L’une d’elles, Marie-Laure, en éclaircit le fonctionnement : “C’est un nouveau concept que La Croix-Rouge vient de lancer. Pour l’instant, il n’y en a que trois en France : une à Toulouse, une à Lille et une en Bretagne. On se base simplement sur des dons. Les vêtements donnés sont soit revendus, soit transformés en “grigris” commes des mouchoirs, soit donnés aux combustibles pour le recyclage. L’argent récolté revient à La Croix-Rouge et sert à financer des interventions et des formations.”

Accrochés aux murs colorés de vêtements, de grands panneaux illustrent ce système. Les vêtements donnés sont triés dans un coin de la boutique, près des panneaux, sous les yeux de tous. “Nous avons aussi un espace qu’on appelle le “vesti-boutique” qui est réservé pour les personnes qui sont urgemment dans le besoin, comme des personnes vivant dans la rue.”

Du « luxe » de seconde main ?

Loin du monde de Chez Henry, dissimulée à l’étage d’un bâtiment du centre-ville, se trouve une boutique de seconde main bien différente de toutes les autres : ORMAIN.

Une fois dans la boutique baptisée “showroom”, l’ambiance “vintage” et années 80’ des friperie plus traditionnelles rencontrées plus tôt semble bien loin. Un style très épuré empli l’espace. Un mannequin trône près de la fenêtre, arborant un ensemble Chanel®. Deux élégants canapés invitent les visiteurs à se poser.
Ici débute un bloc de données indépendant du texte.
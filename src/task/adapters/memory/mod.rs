//! In-memory adapters for task persistence.

mod task;

pub use task::InMemoryTaskRepository;
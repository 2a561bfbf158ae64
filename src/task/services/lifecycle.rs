//! Service layer orchestrating task creation, mutation, listing, and
//! reporting over a storage collaborator.

use crate::task::{
    domain::{
        Priority, ReportPeriod, ReportScope, Task, TaskDescription, TaskDomainError, TaskId,
        TaskPage, TaskQuery, TaskReport, TaskState, TaskTitle, UserId, aggregate_report,
    },
    ports::{TaskRepository, TaskRepositoryError},
};
use chrono::{DateTime, Utc};
use mockable::Clock;
use std::sync::Arc;
use thiserror::Error;

/// Request payload for creating a task.
#[derive(Debug, Clone, PartialEq, Eq)]
pub struct CreateTaskRequest {
    title: String,
    description: String,
    priority: u8,
    assign_to: Option<UserId>,
}

impl CreateTaskRequest {
    /// Creates a request with the required task fields.
    #[must_use]
    pub fn new(title: impl Into<String>, description: impl Into<String>, priority: u8) -> Self {
        Self {
            title: title.into(),
            description: description.into(),
            priority,
            assign_to: None,
        }
    }

    /// Assigns the task on creation.
    #[must_use]
    pub const fn with_assignee(mut self, user: UserId) -> Self {
        self.assign_to = Some(user);
        self
    }
}

/// Request payload for updating a task.
///
/// Every field is optional; at most one state transition is applied per
/// call. An assignee supplied alongside an `in_progress` transition
/// satisfies the assignment precondition.
#[derive(Debug, Clone, PartialEq, Eq, Default)]
pub struct UpdateTaskRequest {
    title: Option<String>,
    description: Option<String>,
    priority: Option<u8>,
    assigned_user_id: Option<UserId>,
    state: Option<TaskState>,
}

impl UpdateTaskRequest {
    /// Creates an empty update request.
    #[must_use]
    pub fn new() -> Self {
        Self::default()
    }

    /// Replaces the title.
    #[must_use]
    pub fn with_title(mut self, title: impl Into<String>) -> Self {
        self.title = Some(title.into());
        self
    }

    /// Replaces the description.
    #[must_use]
    pub fn with_description(mut self, description: impl Into<String>) -> Self {
        self.description = Some(description.into());
        self
    }

    /// Replaces the priority.
    #[must_use]
    pub const fn with_priority(mut self, priority: u8) -> Self {
        self.priority = Some(priority);
        self
    }

    /// Assigns the task to a user.
    #[must_use]
    pub const fn with_assignee(mut self, user: UserId) -> Self {
        self.assigned_user_id = Some(user);
        self
    }

    /// Requests a state transition.
    #[must_use]
    pub const fn with_state(mut self, state: TaskState) -> Self {
        self.state = Some(state);
        self
    }
}

/// Request payload for a productivity report.
///
/// The period defaults to all of history up to now; either bound may be
/// narrowed, and the report may be scoped to one assignee.
#[derive(Debug, Clone, Copy, PartialEq, Eq, Default)]
pub struct ReportRequest {
    assigned_user_id: Option<UserId>,
    period_from: Option<DateTime<Utc>>,
    period_to: Option<DateTime<Utc>>,
}

impl ReportRequest {
    /// Creates a report request over all of history.
    #[must_use]
    pub fn new() -> Self {
        Self::default()
    }

    /// Scopes the report to one assignee.
    #[must_use]
    pub const fn with_assignee(mut self, user: UserId) -> Self {
        self.assigned_user_id = Some(user);
        self
    }

    /// Sets the inclusive lower creation-time bound.
    #[must_use]
    pub const fn with_period_from(mut self, from: DateTime<Utc>) -> Self {
        self.period_from = Some(from);
        self
    }

    /// Sets the inclusive upper creation-time bound.
    #[must_use]
    pub const fn with_period_to(mut self, to: DateTime<Utc>) -> Self {
        self.period_to = Some(to);
        self
    }
}

/// Service-level errors for task operations.
#[derive(Debug, Error)]
pub enum TaskServiceError {
    /// The referenced task does not exist.
    #[error("task not found: {0}")]
    NotFound(TaskId),
    /// Domain validation or a lifecycle rule failed.
    #[error(transparent)]
    Domain(#[from] TaskDomainError),
    /// Repository operation failed.
    #[error(transparent)]
    Repository(#[from] TaskRepositoryError),
}

/// Result type for task service operations.
pub type TaskServiceResult<T> = Result<T, TaskServiceError>;

/// Task orchestration service.
///
/// Composes the lifecycle state machine, the query model, and the report
/// aggregator with a storage collaborator. Each call is one read-modify-
/// write cycle; nothing is persisted until every step of a mutation has
/// succeeded.
#[derive(Clone)]
pub struct TaskService<R, C>
where
    R: TaskRepository,
    C: Clock + Send + Sync,
{
    repository: Arc<R>,
    clock: Arc<C>,
}

impl<R, C> TaskService<R, C>
where
    R: TaskRepository,
    C: Clock + Send + Sync,
{
    /// Creates a new task service.
    #[must_use]
    pub const fn new(repository: Arc<R>, clock: Arc<C>) -> Self {
        Self { repository, clock }
    }

    /// Creates a new task in the `todo` state.
    ///
    /// # Errors
    ///
    /// Returns [`TaskServiceError::Domain`] when a field fails validation
    /// or [`TaskServiceError::Repository`] when persistence fails.
    pub async fn create(&self, request: CreateTaskRequest) -> TaskServiceResult<Task> {
        let title = TaskTitle::new(request.title)?;
        let description = TaskDescription::new(request.description)?;
        let priority = Priority::new(request.priority)?;

        let id = self.repository.next_task_id().await?;
        let task = Task::new(
            id,
            title,
            description,
            priority,
            request.assign_to,
            &*self.clock,
        );
        self.repository.insert(&task).await?;
        Ok(task)
    }

    /// Retrieves a task by identifier.
    ///
    /// # Errors
    ///
    /// Returns [`TaskServiceError::NotFound`] when the task does not
    /// exist.
    pub async fn read(&self, id: TaskId) -> TaskServiceResult<Task> {
        self.repository
            .find_by_id(id)
            .await?
            .ok_or(TaskServiceError::NotFound(id))
    }

    /// Applies field edits and at most one state transition to a task.
    ///
    /// The assignment is applied before the transition so an assignee
    /// supplied in the same call satisfies the `in_progress`
    /// precondition. On any failure nothing is persisted.
    ///
    /// # Errors
    ///
    /// Returns [`TaskServiceError::NotFound`] when the task does not
    /// exist, [`TaskServiceError::Domain`] when validation or the
    /// lifecycle table rejects the update, or
    /// [`TaskServiceError::Repository`] when persistence fails.
    pub async fn update(&self, id: TaskId, request: UpdateTaskRequest) -> TaskServiceResult<Task> {
        let mut task = self.read(id).await?;

        if let Some(title) = request.title {
            task.rename(TaskTitle::new(title)?, &*self.clock);
        }
        if let Some(description) = request.description {
            task.set_description(TaskDescription::new(description)?, &*self.clock);
        }
        if let Some(priority) = request.priority {
            task.set_priority(Priority::new(priority)?, &*self.clock);
        }
        if let Some(user) = request.assigned_user_id {
            task.assign(user, &*self.clock);
        }
        if let Some(state) = request.state {
            task.transition_to(state, &*self.clock)?;
        }

        self.repository.update(&task).await?;
        Ok(task)
    }

    /// Hard-deletes a task. Its identifier is never reused.
    ///
    /// # Errors
    ///
    /// Returns [`TaskServiceError::NotFound`] when the task does not
    /// exist.
    pub async fn remove(&self, id: TaskId) -> TaskServiceResult<()> {
        let task = self.read(id).await?;
        self.repository.delete(task.id()).await?;
        Ok(())
    }

    /// Returns one page of tasks matching the query, plus the total
    /// match count before pagination.
    ///
    /// # Errors
    ///
    /// Returns [`TaskServiceError::Repository`] when the storage lookup
    /// fails. Pages beyond the available rows are empty results, not
    /// errors.
    pub async fn list(&self, query: &TaskQuery) -> TaskServiceResult<TaskPage> {
        Ok(self.repository.query(query).await?)
    }

    /// Computes a productivity report over a creation-time window.
    ///
    /// Missing period bounds default to the Unix epoch and the current
    /// clock time, both inclusive.
    ///
    /// # Errors
    ///
    /// Returns [`TaskServiceError::Repository`] when the storage lookup
    /// fails.
    pub async fn report(&self, request: ReportRequest) -> TaskServiceResult<TaskReport> {
        let period = ReportPeriod::new(
            request.period_from.unwrap_or(DateTime::UNIX_EPOCH),
            request.period_to.unwrap_or_else(|| self.clock.utc()),
        );
        let tasks = self
            .repository
            .find_created_between(&period, request.assigned_user_id)
            .await?;

        let mut scope = ReportScope::new(period);
        if let Some(user) = request.assigned_user_id {
            scope = scope.with_assignee(user);
        }
        Ok(aggregate_report(&tasks, &scope))
    }
}
//! In-memory integration tests for task lifecycle operations.

use std::sync::Arc;

use mockable::DefaultClock;
use rstest::{fixture, rstest};
use taskboard::task::{
    adapters::memory::InMemoryTaskRepository,
    domain::{TaskDomainError, TaskState, UserId},
    services::{CreateTaskRequest, TaskService, TaskServiceError, UpdateTaskRequest},
};

type TestService = TaskService<InMemoryTaskRepository, DefaultClock>;

#[fixture]
fn service() -> TestService {
    TaskService::new(Arc::new(InMemoryTaskRepository::new()), Arc::new(DefaultClock))
}

#[rstest]
#[tokio::test(flavor = "multi_thread")]
async fn full_lifecycle_from_creation_to_done(service: TestService) -> eyre::Result<()> {
    let created = service
        .create(
            CreateTaskRequest::new(
                "Harden the login flow",
                "Add lockout after repeated failed sign-in attempts",
                3,
            )
            .with_assignee(UserId::new(11)),
        )
        .await?;
    eyre::ensure!(created.state() == TaskState::Todo);

    let started = service
        .update(
            created.id(),
            UpdateTaskRequest::new().with_state(TaskState::InProgress),
        )
        .await?;
    eyre::ensure!(started.state() == TaskState::InProgress);
    eyre::ensure!(started.progress_started_at().is_some());

    let finished = service
        .update(
            created.id(),
            UpdateTaskRequest::new().with_state(TaskState::Done),
        )
        .await?;
    eyre::ensure!(finished.state() == TaskState::Done);
    eyre::ensure!(finished.done_at() >= finished.progress_started_at());

    let fetched = service.read(created.id()).await?;
    eyre::ensure!(fetched == finished);
    Ok(())
}

#[rstest]
#[tokio::test(flavor = "multi_thread")]
async fn terminal_task_accepts_only_reaffirmation(service: TestService) -> eyre::Result<()> {
    let created = service
        .create(
            CreateTaskRequest::new(
                "Retire the old API",
                "Shut down the deprecated v1 endpoints",
                1,
            )
            .with_assignee(UserId::new(4)),
        )
        .await?;
    service
        .update(
            created.id(),
            UpdateTaskRequest::new().with_state(TaskState::InProgress),
        )
        .await?;
    service
        .update(
            created.id(),
            UpdateTaskRequest::new().with_state(TaskState::Cancelled),
        )
        .await?;

    let reaffirmed = service
        .update(
            created.id(),
            UpdateTaskRequest::new().with_state(TaskState::Cancelled),
        )
        .await?;
    eyre::ensure!(reaffirmed.state() == TaskState::Cancelled);

    let reopened = service
        .update(
            created.id(),
            UpdateTaskRequest::new().with_state(TaskState::InProgress),
        )
        .await;
    eyre::ensure!(matches!(
        reopened,
        Err(TaskServiceError::Domain(
            TaskDomainError::InvalidStateTransition { .. }
        ))
    ));
    Ok(())
}

#[rstest]
#[tokio::test(flavor = "multi_thread")]
async fn rejected_update_is_fully_discarded(service: TestService) -> eyre::Result<()> {
    let created = service
        .create(CreateTaskRequest::new(
            "Tune the slow query",
            "Profile and index the reporting query",
            2,
        ))
        .await?;

    // A field edit bundled with an illegal transition must not survive.
    let result = service
        .update(
            created.id(),
            UpdateTaskRequest::new()
                .with_priority(3)
                .with_state(TaskState::Done),
        )
        .await;
    eyre::ensure!(matches!(
        result,
        Err(TaskServiceError::Domain(
            TaskDomainError::InvalidStateTransition { .. }
        ))
    ));

    let fetched = service.read(created.id()).await?;
    eyre::ensure!(fetched == created);
    Ok(())
}

#[rstest]
#[tokio::test(flavor = "multi_thread")]
async fn removed_task_is_gone_and_its_id_is_retired(service: TestService) -> eyre::Result<()> {
    let first = service
        .create(CreateTaskRequest::new(
            "Collect stale branches",
            "Delete merged branches older than a month",
            1,
        ))
        .await?;
    service.remove(first.id()).await?;

    let read_back = service.read(first.id()).await;
    eyre::ensure!(matches!(read_back, Err(TaskServiceError::NotFound(_))));

    let replacement = service
        .create(CreateTaskRequest::new(
            "Collect stale branches",
            "Delete merged branches older than a month",
            1,
        ))
        .await?;
    eyre::ensure!(replacement.id() > first.id());
    Ok(())
}
//! Adapter implementations of the task ports.

pub mod memory;
//! Error types for task domain validation and parsing.

use super::{TaskId, TaskState};
use thiserror::Error;

/// Errors returned while constructing or mutating domain task values.
#[derive(Debug, Clone, Error, PartialEq, Eq)]
pub enum TaskDomainError {
    /// The task title is outside the permitted length range.
    #[error("task title must be between 2 and 35 characters, got {0}")]
    InvalidTitleLength(usize),

    /// The task description is outside the permitted length range.
    #[error("task description must be between 10 and 150 characters, got {0}")]
    InvalidDescriptionLength(usize),

    /// The priority is outside the ordered severity range.
    #[error("task priority must be between 1 (low) and 3 (high), got {0}")]
    InvalidPriority(u8),

    /// The requested page number is below the first page.
    #[error("page number must be at least 1, got {0}")]
    InvalidPage(u32),

    /// The requested page size is empty.
    #[error("page limit must be at least 1, got {0}")]
    InvalidPageLimit(u32),

    /// A transition to `in_progress` was requested without an assignee.
    #[error("task {0} must be assigned before moving to in_progress")]
    AssignmentRequired(TaskId),

    /// The requested transition is not in the lifecycle table.
    #[error("invalid state transition for task {task_id}: {from} -> {to}")]
    InvalidStateTransition {
        /// Identifier of the task being transitioned.
        task_id: TaskId,
        /// Lifecycle state the task is currently in.
        from: TaskState,
        /// Lifecycle state that was requested.
        to: TaskState,
    },
}

/// Error returned while parsing task states from persistence or the edge.
#[derive(Debug, Clone, Error, PartialEq, Eq)]
#[error("unknown task state: {0}")]
pub struct ParseTaskStateError(pub String);

/// Error returned while parsing sortable field names at the edge.
#[derive(Debug, Clone, Error, PartialEq, Eq)]
#[error("unknown sort field: {0}")]
pub struct ParseSortFieldError(pub String);

/// Error returned while parsing sort directions at the edge.
#[derive(Debug, Clone, Error, PartialEq, Eq)]
#[error("unknown sort order: {0}")]
pub struct ParseSortOrderError(pub String);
Sur les murs, des sacs à main à n’en plus finir. 

“Notre marché c’est la seconde main de luxe, présente Brayan”, cofondateur de ORMAIN.

C’est en 2021 que Brayan et Romain, deux “meilleurs amis”, se lancent dans l’aventure ORMAIN : “Ça part d’une passion commune et des difficultés que nous avons pu rencontrer sur le parcours professionnel de la revente de pièces de seconde main dans le domaine du luxe. On a décidé de structurer et de mettre à notre image ce qu’on aurait voulu trouver à l’époque”, se remémore Brayan.

Spécialisés dans la maroquinerie de luxe, Brayan et Romain s’entourent de pièces d’exceptions d’Hermès®, Chanel®, Louis-Vuitton® ou encore Gucci®.

Brayan et Romain vous présente leurs « pièces d’exception ». /Vidéo par Lucie JODOT

“Aujourd’hui, le cœur d’ORMAIN reste le site internet, commente Romain. Toulouse est le siège social et le lieu du showroom, mais 80% de nos clients sont au niveau national et international grâce à nos réseaux sociaux et notre site internet.”

Bien que la boutique ne ressemble en rien à une boutique de seconde main, elle se base sur le même système : le dépôt/vente. “Quand on reçoit un objet, on l’estime par rapport au prix du marché, décrit Romain. Par la suite, on propose le prix au déposant. Lorsque c’est ok, on fournit un contrat de dépôt, et quand c’est vendu, ils sont rémunérés directement.”

“Notre véritable but, c’est de donner une nouvelle image à la seconde main. Ça a été pendant très longtemps boudé, puis cantonné à l’image de “friperie” ou aux dépôts/ventes classiques qu’on peut trouver en ville et qui ne mettent pas forcément en avant leurs produits. C’est presque du vide-grenier, “vide-dressing”. Pour nous, le but est de fournir un service comme en première main, mais pour des articles de seconde main. Le but n’est pas de brider les articles, c’est vraiment de les proposer au prix du marché avec la mise en avant qu’on peut proposer. Après, évidemment, en seconde main, on peut faire de très belles affaires aussi. Mais nous, c’est quand même beaucoup de communication, de mise en avant pour vendre des articles.”

Les deux fondateurs s’appliquent à fournir ce service. Un dernier tour est fait de la boutique et bientôt, il est temps de partir. Le soleil se couche sur Toulouse. Le monde obscur de la seconde main semble enfin plus clair.